For uint32_t and uint64_t results are expected, but promotions for uint8_t and uint16_t are strange. Tests on c++14/c++17, gcc and clang, 64-bit linux, sizeof(int) == 4.

#include <cstdint>    
using namespace std;

static_assert( uint8_t(-1)*uint8_t(-1) == 0xfe01);  // OK, but why not 1?
static_assert( uint8_t(-1)*uint8_t(-1) == 1);       // error: static assertion failed
static_assert( uint16_t(-1)*uint16_t(-1) == 1);     // error: static_assert expression is not an integral constant expression
static_assert( uint32_t(-1)*uint32_t(-1) == 1);     // OK
static_assert( uint64_t(-1)*uint64_t(-1) == 1);     // OK

Is in the following case std::uint16_t promoted to int?

static_assert( uint16_t(-1)*uint16_t(-1) == uint16_t(uint16_t(-1)*uint16_t(-1)));

The compiler messages are:

error: static_assert expression is not an integral constant expression
static_assert( uint16_t(-1)*uint16_t(-1) == uint16_t(uint16_t(-1)*uint16_t(-1)));

note: value 4294836225 is outside the range of representable values of type 'int'
static_assert( uint16_t(-1)*uint16_t(-1) == uint16_t(uint16_t(-1)*uint16_t(-1)));

More interestingly the same assert for std::uint8_t is correct, but fails:

static_assert( uint8_t(-1)*uint8_t(-1) == uint8_t(uint8_t(-1)*uint8_t(-1)));  //error: static_assert failed
static_assert( uint8_t(-1)*uint8_t(-1) == 0xfe01);  // does not fail

So it looks like uint8_t is promoted to uint16_t, but uint16_t is promoted to signed int. uint32_t is not promoted uint64_t.

Anyone can tell me why these promotions are done, is it specified in standard, or can differ on different implementations?

Stack Overflow Asked by user2622016 on January 2, 2021

3 Answers

3 Answers

it looks like uint8_t is promoted to uint16_t, but uint16_t is promoted to signed int. uint32_t is not promoted uint64_t.

No, that's not correct. Only types narrower than int are promoted to int, so if int has more than 16 bits then both uint8_t and uint16_t will be promoted to int.

In the case of uint8_t(-1)*uint8_t(-1), it's equivalent to 0xFF*0xFF and the result will be 0xFE01

OTOH uint16_t(-1)*uint16_t(-1) is the same as 0xFFFF*0xFFFF which results in 0xFFFE0001 = 4294836225 and is outside int's range. And signed overflow is undefined behavior

Correct answer by phuclv on January 2, 2021

Arithmetic operators do not accept types smaller than int as arguments.
For smaller arguments integral promotion to int is applied.

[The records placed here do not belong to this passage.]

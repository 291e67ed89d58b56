//! Import command - full flow: parse, preview, apply corrections,
//! confirm, commit.

use std::io::{self, Write};
use std::path::PathBuf;

use colored::Colorize;
use readshelf::ImportSession;

use crate::cli::InputFormat;

pub fn run(
    file: PathBuf,
    format: InputFormat,
    api_url: Option<String>,
    isbn_edits: Vec<(usize, String)>,
    enrich: bool,
    yes: bool,
    verbose: bool,
) -> Result<(), Box<dyn std::error::Error>> {
    let books = super::load_books(&file, format, enrich, verbose)?;
    let backend = super::backend(api_url)?;
    if verbose {
        eprintln!("backend: {}", backend.base_url());
    }

    let mut session = ImportSession::new(backend);
    session.upload_books(books)?;

    for (index, isbn) in &isbn_edits {
        session.set_isbn(*index, isbn.clone())?;
    }

    let (total, new_count, duplicate_count) = {
        let preview = session
            .preview()
            .ok_or("no preview staged for this import")?;

        println!(
            "{} {}",
            "Importing".cyan().bold(),
            file.display().to_string().white()
        );
        println!(
            "{} books total: {} new, {} already in library",
            preview.books.len().to_string().white().bold(),
            preview.new_count.to_string().green(),
            preview.duplicate_count.to_string().yellow()
        );
        println!();
        super::print_records(&preview.books);
        println!();

        (
            preview.books.len(),
            preview.new_count,
            preview.duplicate_count,
        )
    };

    if !yes && !confirm(new_count)? {
        session.cancel();
        println!("{}", "Import cancelled.".yellow());
        return Ok(());
    }

    let imported = session.commit()?;

    println!();
    println!(
        "{} imported {} of {} books ({} duplicates left untouched)",
        "Done:".green().bold(),
        imported.to_string().white().bold(),
        total,
        duplicate_count
    );

    Ok(())
}

/// Ask for confirmation on stdin.
fn confirm(new_count: usize) -> Result<bool, Box<dyn std::error::Error>> {
    print!("Import {} new books? [y/N] ", new_count);
    io::stdout().flush()?;

    let mut answer = String::new();
    io::stdin().read_line(&mut answer)?;
    Ok(matches!(
        answer.trim().to_lowercase().as_str(),
        "y" | "yes"
    ))
}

This is the reason for some inconsistency in results:

  • when multiplying types smaller than int you get promotion,
  • when multiplying larger types you don't (if they are the same).

The exact rules are too complicated to summarize without making an error, but are described in those CppReference articles:

Answered by Zbyl on January 2, 2021

Do unsigned integers get promoted to signed?

It depends on the size of the operand in relation to size of int. But yes, it is typical.

static_assert( uint8_t(-1)*uint8_t(-1) == 0xfe01);  // OK, but why not 1?

It is not 1 because uint8_t(-1) is 255 and 255*255 is 65025. On systems with 32 bit int, that is within representable values.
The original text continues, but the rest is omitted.